Vertreter von vier Parteien, ein Ziel: Die Belastungen durch Corona sollen nicht einfach auf den Schultern der Kinder und Jugendlichen liegen bleiben. Als Forum dafür dient die mittlerweile dritte Herdecker Gesundheitskonferenz. Das Format ist nicht neu, aber schon beinahe in Vergessenheit geraten. Vor vielen Jahren ging’s im Ender Gemeinschaftskrankenhaus mal um Ernährung und Bewegung. Dann wurde im damals neuen Ambulantikum konferiert. Jetzt gibt es die Einladung in den Zweibrücker Hof.
Im World Café gibt’s Hilfe
Das Plakat zur Gesundheitskonferenz zeigt unter Ort und Termin drei Schulkinder mit Malblock in der Hand und Maske über dem Mund. Ein bisschen ratlos blicken die Drei in die Kamera und auch wie erschöpft. „Die Kinder haben die meisten Opfer gebracht“, zitiert Irmingard Schewe-Gerigk den amtierenden Gesundheitsminiter. Gerade hat er eine Studie vorgestellt, was Corona beim Nachwuchs alles angerichtet hat: verarmte soziale Kontakte, gestiegener Medienkonsum und eine Zunahme bei Depressionen oder Essstörungen. „Wir wollen dem etwas entgegensetzen“, sagt Martina Riezler.
Das Gegenhalten beginnt mit Zuhören. Alle Herdecker sind eingeladen, zur Gesundheitskonferenz zu kommen. In einem World Café sollen sie von den Erfahrungen berichten, die sie als Eltern oder als Kinder in der Pandemie gemacht haben und die sie womöglich weiter mit sich herumschleppen. Aus drei Tischen besteht das Word Café, jeder steht für eine Themeninsel. Um Belastungen geht es an einem, um Hilfsangebote an einem anderen, um Bildung und Sport am letzten Tisch. „Wir wollen die Erfahrungen hören“, sagt Harald Müller, und erste Lösungsansätze finden. Hoffnung setzt das überparteiliche Vorbereitungsteam dabei auch in die eingeladenen Experten. Nur wenn das Problem erkannt ist, kann es gebannt werden, den Kindern zuliebe.

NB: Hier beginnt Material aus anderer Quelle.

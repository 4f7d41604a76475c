//! 模块宿主错误类型定义
//!
//! 本模块定义了宿主中使用的所有错误类型。加载阶段的错误（制品缺失、
//! 描述符无效、依赖安装失败、模块代码故障）都是本地可恢复的；
//! `Registry` 是唯一可能让目录与注册表失去同步的错误，需要告警。

use thiserror::Error;

/// 模块宿主核心错误类型
#[derive(Error, Debug)]
pub enum CoreError {
    // ==================== 模块加载错误 ====================

    /// 制品不存在或无法获取
    #[error("制品未找到: '{source_location}' - {reason}")]
    ArtifactNotFound {
        /// 制品位置（路径或 URI）
        source_location: String,
        /// 失败原因
        reason: String,
    },

    /// 入口缺失或描述符不符合约定
    #[error("模块 '{module}' 描述无效: {reason}")]
    InvalidModuleSchema {
        /// 模块名称
        module: String,
        /// 失败原因
        reason: String,
    },

    /// 依赖安装失败
    #[error("依赖安装失败: '{spec}' - {diagnostic}")]
    ProvisionError {
        /// 安装失败的依赖声明
        spec: String,
        /// 安装器输出的诊断信息
        diagnostic: String,
    },

    /// 模块自身代码抛出的故障（含 panic 与执行上下文意外退出）
    #[error("模块 '{module}' 执行故障: {message}")]
    ExecutionFault {
        /// 模块名称
        module: String,
        /// 故障消息
        message: String,
        /// 诊断详情（错误链、panic 负载、子进程 stderr 等）
        detail: Option<String>,
    },

    /// 注册表存储错误
    #[error("注册表存储错误: {0}")]
    Registry(String),

    /// 受保护的系统模块不能被用户来源覆盖
    #[error("模块 '{0}' 为系统模块，受保护")]
    ProtectedModule(String),

    /// 命令已被其他模块占用
    #[error("命令 '{command}' 已由模块 '{owner}' 提供")]
    CommandConflict {
        /// 命令名称
        command: String,
        /// 当前持有该命令的模块
        owner: String,
    },

    // ==================== 查询与调度错误 ====================

    /// 模块未找到
    #[error("模块未找到: '{0}'")]
    ModuleNotFound(String),

    /// 命令未找到
    #[error("命令未找到: '{0}'")]
    CommandNotFound(String),

    /// 权限被拒绝
    #[error("权限被拒绝: {0}")]
    PermissionDenied(String),

    /// 操作超时
    #[error("操作超时: {0}")]
    Timeout(String),

    /// 操作被取消
    #[error("操作被取消")]
    Cancelled,

    // ==================== 配置错误 ====================

    /// 配置加载失败
    #[error("配置加载失败: {0}")]
    ConfigLoadFailed(String),

    /// 配置值无效
    #[error("配置值无效: '{key}' - {reason}")]
    InvalidConfigValue {
        /// 配置键
        key: String,
        /// 原因
        reason: String,
    },

    // ==================== IO 和序列化错误 ====================

    /// IO 错误
    #[error("IO 错误: {0}")]
    Io(#[from] std::io::Error),

    /// JSON 序列化/反序列化错误
    #[error("JSON 错误: {0}")]
    Json(#[from] serde_json::Error),

    /// YAML 序列化/反序列化错误
    #[error("YAML 错误: {0}")]
    Yaml(#[from] serde_yaml::Error),

    // ==================== 通用错误 ====================

    /// 初始化失败
    #[error("初始化失败: {0}")]
    InitFailed(String),

    /// 内部错误
    #[error("内部错误: {0}")]
    Internal(String),

    /// 其他错误
    #[error("{0}")]
    Other(#[from] anyhow::Error),
}

/// 宿主操作结果类型别名
pub type Result<T> = std::result::Result<T, CoreError>;

/// 错误码常量
pub mod error_code {
    // 模块错误 (MODULE-xxx)
    pub const MODULE_NOT_FOUND: &str = "MODULE-001";
    pub const MODULE_EXECUTION_FAULT: &str = "MODULE-002";
    pub const MODULE_INVALID_SCHEMA: &str = "MODULE-003";
    pub const MODULE_PROTECTED: &str = "MODULE-004";
    pub const MODULE_COMMAND_CONFLICT: &str = "MODULE-005";

    // 制品错误 (ARTIFACT-xxx)
    pub const ARTIFACT_NOT_FOUND: &str = "ARTIFACT-001";

    // 依赖错误 (PROVISION-xxx)
    pub const PROVISION_FAILED: &str = "PROVISION-001";

    // 存储错误 (REGISTRY-xxx)
    pub const REGISTRY_STORAGE: &str = "REGISTRY-001";

    // 权限错误 (PERMISSION-xxx)
    pub const PERMISSION_DENIED: &str = "PERMISSION-001";

    // 调度错误 (DISPATCH-xxx)
    pub const COMMAND_NOT_FOUND: &str = "DISPATCH-001";

    // 配置错误 (CONFIG-xxx)
    pub const CONFIG_LOAD_FAILED: &str = "CONFIG-001";
    pub const CONFIG_INVALID_VALUE: &str = "CONFIG-002";

    // 超时与取消 (TIMEOUT-xxx)
    pub const TIMEOUT: &str = "TIMEOUT-001";
    pub const CANCELLED: &str = "TIMEOUT-002";
}

impl CoreError {
    /// 获取错误码
    pub fn error_code(&self) -> &'static str {
        match self {
            CoreError::ArtifactNotFound { .. } => error_code::ARTIFACT_NOT_FOUND,
            CoreError::InvalidModuleSchema { .. } => error_code::MODULE_INVALID_SCHEMA,
            CoreError::ProvisionError { .. } => error_code::PROVISION_FAILED,
            CoreError::ExecutionFault { .. } => error_code::MODULE_EXECUTION_FAULT,
            CoreError::Registry(_) => error_code::REGISTRY_STORAGE,
            CoreError::ProtectedModule(_) => error_code::MODULE_PROTECTED,
            CoreError::CommandConflict { .. } => error_code::MODULE_COMMAND_CONFLICT,
            CoreError::ModuleNotFound(_) => error_code::MODULE_NOT_FOUND,
            CoreError::CommandNotFound(_) => error_code::COMMAND_NOT_FOUND,
            CoreError::PermissionDenied(_) => error_code::PERMISSION_DENIED,
            CoreError::Timeout(_) => error_code::TIMEOUT,
            CoreError::Cancelled => error_code::CANCELLED,
            CoreError::ConfigLoadFailed(_) => error_code::CONFIG_LOAD_FAILED,
            CoreError::InvalidConfigValue { .. } => error_code::CONFIG_INVALID_VALUE,
            _ => "UNKNOWN",
        }
    }

    /// 错误分类名称，写入错误日志的 `error_type` 列
    pub fn kind(&self) -> &'static str {
        match self {
            CoreError::ArtifactNotFound { .. } => "ArtifactNotFound",
            CoreError::InvalidModuleSchema { .. } => "InvalidModuleSchema",
            CoreError::ProvisionError { .. } => "ProvisionError",
            CoreError::ExecutionFault { .. } => "ExecutionFault",
            CoreError::Registry(_) => "RegistryError",
            CoreError::ProtectedModule(_) => "ProtectedModule",
            CoreError::CommandConflict { .. } => "CommandConflict",
            CoreError::ModuleNotFound(_) => "ModuleNotFound",
            CoreError::CommandNotFound(_) => "CommandNotFound",
            CoreError::PermissionDenied(_) => "PermissionDenied",
            CoreError::Timeout(_) => "Timeout",
            CoreError::Cancelled => "Cancelled",
            CoreError::ConfigLoadFailed(_) | CoreError::InvalidConfigValue { .. } => "ConfigError",
            CoreError::Io(_) => "Io",
            CoreError::Json(_) | CoreError::Yaml(_) => "Serialization",
            CoreError::InitFailed(_) => "InitFailed",
            CoreError::Internal(_) => "Internal",
            CoreError::Other(_) => "Other",
        }
    }

    /// 诊断详情（若有）
    pub fn diagnostic(&self) -> Option<String> {
        match self {
            CoreError::ExecutionFault { detail, .. } => detail.clone(),
            CoreError::ProvisionError { diagnostic, .. } => Some(diagnostic.clone()),
            CoreError::Other(e) => Some(format!("{:?}", e)),
            _ => None,
        }
    }

    /// 是否为加载阶段的本地可恢复错误
    ///
    /// 这些错误会报告给调用方并写入错误日志，目录与注册表保持不变。
    pub fn is_load_failure(&self) -> bool {
        matches!(
            self,
            CoreError::ArtifactNotFound { .. }
                | CoreError::InvalidModuleSchema { .. }
                | CoreError::ProvisionError { .. }
                | CoreError::ExecutionFault { .. }
                | CoreError::ProtectedModule(_)
                | CoreError::CommandConflict { .. }
                | CoreError::Timeout(_)
        )
    }

    /// 是否需要向运维告警（目录与注册表可能不同步）
    pub fn requires_alert(&self) -> bool {
        matches!(self, CoreError::Registry(_))
    }

    /// 快捷构造：描述符无效
    pub fn invalid_schema(module: impl Into<String>, reason: impl Into<String>) -> Self {
        CoreError::InvalidModuleSchema {
            module: module.into(),
            reason: reason.into(),
        }
    }

    /// 快捷构造：模块执行故障
    pub fn execution_fault(
        module: impl Into<String>,
        message: impl Into<String>,
        detail: Option<String>,
    ) -> Self {
        CoreError::ExecutionFault {
            module: module.into(),
            message: message.into(),
            detail,
        }
    }
}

Themeninseln im Zweibrücker Hof
Die Pandemie hat Kinder unglücklicher gemacht: Prof. Ricarda Steinmayer von der TU Dortmund stellt 11.30h Studie vor.

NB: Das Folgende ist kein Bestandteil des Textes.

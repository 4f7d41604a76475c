//! 核心模块
//!
//! 包含宿主配置。

pub mod config;

pub use config::{
    FetchConfig, HostConfig, HostConfigBuilder, LocalizationConfig, LogConfig, PathsConfig,
    ProvisioningConfig, RuntimeConfig,
};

Physische Gesundheit von Kindern und Jugendlichen in Herdecke: Kinder- und Jugendmedizinerin Dr. Dörte Hilgard hält um 12.15 Uhr Impulsvortrag.

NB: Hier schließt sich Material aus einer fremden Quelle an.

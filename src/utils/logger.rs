//! 日志系统模块
//!
//! 基于 tracing 生态的日志初始化：
//!
//! - 多级别日志（TRACE, DEBUG, INFO, WARN, ERROR），`RUST_LOG` 优先
//! - 可选 JSON 格式输出
//! - 文件日志（异步非阻塞，按时间轮转）
//!
//! 注册表存储错误会以 [`ALERT_TARGET`] 为 target 以 ERROR 级别输出，
//! 运维可以单独过滤这一路日志做告警。
//!
//! # 示例
//!
//! ```rust,no_run
//! use modhost::utils::logger::{Logger, LoggerConfig, RotationStrategy};
//!
//! let config = LoggerConfig::builder()
//!     .level("debug")
//!     .file_output("./logs")
//!     .rotation(RotationStrategy::Daily)
//!     .build();
//! let _guard = Logger::init(config).unwrap();
//!
//! tracing::info!(module = "weather", "模块已加载");
//! ```

use std::io;
use std::path::PathBuf;
use std::sync::OnceLock;

use tracing_appender::non_blocking::WorkerGuard;
use tracing_appender::rolling::{RollingFileAppender, Rotation};
use tracing_subscriber::layer::SubscriberExt;
use tracing_subscriber::util::SubscriberInitExt;
use tracing_subscriber::{fmt, EnvFilter};

use crate::core::config::LogConfig;
use crate::utils::{CoreError, Result};

/// 告警日志的 target
pub const ALERT_TARGET: &str = "modhost::alert";

// ============================================================================
// 日志轮转策略
// ============================================================================

/// 日志轮转策略
#[derive(Debug, Clone, Copy, PartialEq, Eq, Default)]
pub enum RotationStrategy {
    /// 不轮转（单个日志文件）
    Never,
    /// 每小时轮转
    Hourly,
    /// 每天轮转（默认）
    #[default]
    Daily,
}

impl RotationStrategy {
    fn to_rotation(self) -> Rotation {
        match self {
            RotationStrategy::Never => Rotation::NEVER,
            RotationStrategy::Hourly => Rotation::HOURLY,
            RotationStrategy::Daily => Rotation::DAILY,
        }
    }

    /// 从字符串解析轮转策略，无法识别时回退为每天轮转
    pub fn parse(s: &str) -> Self {
        match s.to_lowercase().as_str() {
            "never" | "none" => RotationStrategy::Never,
            "hourly" | "hour" => RotationStrategy::Hourly,
            _ => RotationStrategy::Daily,
        }
    }
}

impl std::fmt::Display for RotationStrategy {
    fn fmt(&self, f: &mut std::fmt::Formatter<'_>) -> std::fmt::Result {
        match self {
            RotationStrategy::Never => write!(f, "never"),
            RotationStrategy::Hourly => write!(f, "hourly"),
            RotationStrategy::Daily => write!(f, "daily"),
        }
    }
}

// ============================================================================
// 日志配置
// ============================================================================

/// 日志系统配置
#[derive(Debug, Clone)]
pub struct LoggerConfig {
    /// 默认日志级别（例如 "trace", "debug", "info", "warn", "error"）
    pub level: String,
    /// 是否使用 JSON 格式输出
    pub json_format: bool,
    /// 是否输出到控制台
    pub console_output: bool,
    /// 文件输出目录（None 表示不输出到文件）
    pub file_output: Option<PathBuf>,
    /// 日志文件名前缀
    pub file_prefix: String,
    /// 日志轮转策略
    pub rotation: RotationStrategy,
    /// 自定义过滤指令（EnvFilter 格式），例如 "modhost::module=debug"
    pub filter_directives: Option<String>,
    /// 是否启用 ANSI 颜色（仅控制台）
    pub ansi_colors: bool,
}

impl Default for LoggerConfig {
    fn default() -> Self {
        Self {
            level: "info".to_string(),
            json_format: false,
            console_output: true,
            file_output: None,
            file_prefix: "modhost".to_string(),
            rotation: RotationStrategy::Daily,
            filter_directives: None,
            ansi_colors: true,
        }
    }
}

impl LoggerConfig {
    /// 创建配置构建器
    pub fn builder() -> LoggerConfigBuilder {
        LoggerConfigBuilder::default()
    }

    /// 从宿主配置中的 `logging` 段创建
    pub fn from_log_config(log_config: &LogConfig) -> Self {
        Self {
            level: log_config.level.clone(),
            json_format: log_config.json_format,
            file_output: log_config.log_dir.clone(),
            rotation: RotationStrategy::parse(&log_config.rotation),
            ..Default::default()
        }
    }
}

/// 日志配置构建器
#[derive(Debug, Default)]
pub struct LoggerConfigBuilder {
    config: LoggerConfig,
}

impl LoggerConfigBuilder {
    /// 设置日志级别
    pub fn level(mut self, level: impl Into<String>) -> Self {
        self.config.level = level.into();
        self
    }

    /// 启用 JSON 格式输出
    pub fn json_format(mut self, enable: bool) -> Self {
        self.config.json_format = enable;
        self
    }

    /// 设置控制台输出
    pub fn console_output(mut self, enable: bool) -> Self {
        self.config.console_output = enable;
        self
    }

    /// 设置文件输出目录
    pub fn file_output(mut self, dir: impl Into<PathBuf>) -> Self {
        self.config.file_output = Some(dir.into());
        self
    }

    /// 设置日志文件前缀
    pub fn file_prefix(mut self, prefix: impl Into<String>) -> Self {
        self.config.file_prefix = prefix.into();
        self
    }

    /// 设置轮转策略
    pub fn rotation(mut self, strategy: RotationStrategy) -> Self {
        self.config.rotation = strategy;
        self
    }

    /// 设置过滤指令
    pub fn filter_directives(mut self, directives: impl Into<String>) -> Self {
        self.config.filter_directives = Some(directives.into());
        self
    }

    /// 启用 ANSI 颜色
    pub fn ansi_colors(mut self, enable: bool) -> Self {
        self.config.ansi_colors = enable;
        self
    }

    /// 构建配置
    pub fn build(self) -> LoggerConfig {
        self.config
    }
}

// ============================================================================
// 日志守卫
// ============================================================================

/// 日志系统守卫
///
/// 持有非阻塞写入器的 WorkerGuard，被丢弃时等待挂起的日志写完。
#[derive(Default)]
pub struct LogGuard {
    _console_guard: Option<WorkerGuard>,
    _file_guard: Option<WorkerGuard>,
}

// ============================================================================
// 日志系统
// ============================================================================

static LOGGER_INITIALIZED: OnceLock<bool> = OnceLock::new();

/// 日志系统
pub struct Logger;

impl Logger {
    /// 初始化日志系统
    ///
    /// 返回的 `LogGuard` 必须保持存活直到程序退出。
    ///
    /// # Errors
    ///
    /// 日志系统已初始化或订阅者注册失败时返回 `InitFailed`
    pub fn init(config: LoggerConfig) -> Result<LogGuard> {
        if LOGGER_INITIALIZED.get().is_some() {
            return Err(CoreError::InitFailed(
                "日志系统已初始化，不能重复初始化".to_string(),
            ));
        }

        let env_filter = Self::create_env_filter(&config);
        let mut guard = LogGuard::default();

        let console_writer = if config.console_output {
            let (writer, console_guard) = tracing_appender::non_blocking(io::stdout());
            guard._console_guard = Some(console_guard);
            Some(writer)
        } else {
            None
        };

        let file_writer = match config.file_output {
            Some(ref log_dir) => {
                let appender = RollingFileAppender::new(
                    config.rotation.to_rotation(),
                    log_dir,
                    format!("{}.log", config.file_prefix),
                );
                let (writer, file_guard) = tracing_appender::non_blocking(appender);
                guard._file_guard = Some(file_guard);
                Some(writer)
            }
            None => None,
        };

        let result = if config.json_format {
            tracing_subscriber::registry()
                .with(env_filter)
                .with(console_writer.map(|w| fmt::layer().json().with_writer(w)))
                .with(file_writer.map(|w| fmt::layer().json().with_writer(w)))
                .try_init()
        } else {
            tracing_subscriber::registry()
                .with(env_filter)
                .with(
                    console_writer
                        .map(|w| fmt::layer().with_writer(w).with_ansi(config.ansi_colors)),
                )
                // 文件不使用 ANSI
                .with(file_writer.map(|w| fmt::layer().with_writer(w).with_ansi(false)))
                .try_init()
        };
        result.map_err(|e| CoreError::InitFailed(format!("日志系统初始化失败: {}", e)))?;

        let _ = LOGGER_INITIALIZED.set(true);
        Ok(guard)
    }

    /// 尝试初始化日志系统，已初始化时返回空守卫
    pub fn try_init(config: LoggerConfig) -> LogGuard {
        Self::init(config).unwrap_or_default()
    }

    fn create_env_filter(config: &LoggerConfig) -> EnvFilter {
        let filter = EnvFilter::try_from_default_env()
            .unwrap_or_else(|_| EnvFilter::new(&config.level));

        match config.filter_directives {
            Some(ref directives) => directives
                .split(',')
                .map(str::trim)
                .filter(|d| !d.is_empty())
                .fold(filter, |f, directive| match directive.parse() {
                    Ok(d) => f.add_directive(d),
                    Err(_) => f,
                }),
            None => filter,
        }
    }
}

Beim World Café ab 13.30 Uhr sind die Besucher um Erfahrungsberichte gebeten: Auf drei Themeninseln finden sie Menschen vom Fach und Aufzeichnungsmöglichkeiten vor.
Es gibt die Themeninseln „Netzwerke und Hilfsangebote“, „Psychische und physische Belastungen“ und „Bildung und Sport“.
Die Herdecker Gesundheitskonferenz findet statt am Samstag, 6. Mai, ab 11 Uhr im Zweibrücker Hof.
Die Zusammenfassung der Ergebnisse der Veranstaltung beginnt um 15.30 Uhr.